-- SUPPLIED MATERIAL follows --

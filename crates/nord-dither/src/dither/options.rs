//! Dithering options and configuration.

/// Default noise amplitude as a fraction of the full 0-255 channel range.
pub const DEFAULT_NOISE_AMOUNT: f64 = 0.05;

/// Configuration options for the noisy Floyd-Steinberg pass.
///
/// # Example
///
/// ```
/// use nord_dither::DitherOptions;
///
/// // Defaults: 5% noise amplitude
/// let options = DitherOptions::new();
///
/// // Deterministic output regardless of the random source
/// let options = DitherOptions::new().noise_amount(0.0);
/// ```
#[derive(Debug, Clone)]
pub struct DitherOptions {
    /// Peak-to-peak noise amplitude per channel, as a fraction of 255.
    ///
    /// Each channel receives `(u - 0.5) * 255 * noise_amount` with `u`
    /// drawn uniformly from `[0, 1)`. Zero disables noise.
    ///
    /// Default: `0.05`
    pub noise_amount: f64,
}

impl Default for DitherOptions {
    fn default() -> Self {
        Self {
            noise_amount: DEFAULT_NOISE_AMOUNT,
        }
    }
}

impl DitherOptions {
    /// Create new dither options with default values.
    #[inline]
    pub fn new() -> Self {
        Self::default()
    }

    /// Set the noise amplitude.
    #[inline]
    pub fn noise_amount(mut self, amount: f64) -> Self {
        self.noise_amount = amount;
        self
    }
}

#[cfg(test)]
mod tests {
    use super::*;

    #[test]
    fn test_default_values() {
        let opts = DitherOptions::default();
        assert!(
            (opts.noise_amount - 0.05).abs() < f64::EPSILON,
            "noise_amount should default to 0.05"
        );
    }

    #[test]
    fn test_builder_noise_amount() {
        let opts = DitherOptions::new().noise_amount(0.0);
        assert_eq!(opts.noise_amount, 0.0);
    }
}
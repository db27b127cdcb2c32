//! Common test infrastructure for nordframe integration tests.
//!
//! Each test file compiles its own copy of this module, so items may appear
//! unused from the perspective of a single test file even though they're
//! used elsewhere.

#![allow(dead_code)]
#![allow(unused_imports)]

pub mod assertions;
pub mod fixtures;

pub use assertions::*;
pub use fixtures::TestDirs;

-- SUPPLIED MATERIAL concluded --

◆ AIM OF THE TASK ◆
A single figure is all that is needed: the number of lines above that contain the string "DitherOptions".

◆ EXERCISE RESULT ◆
8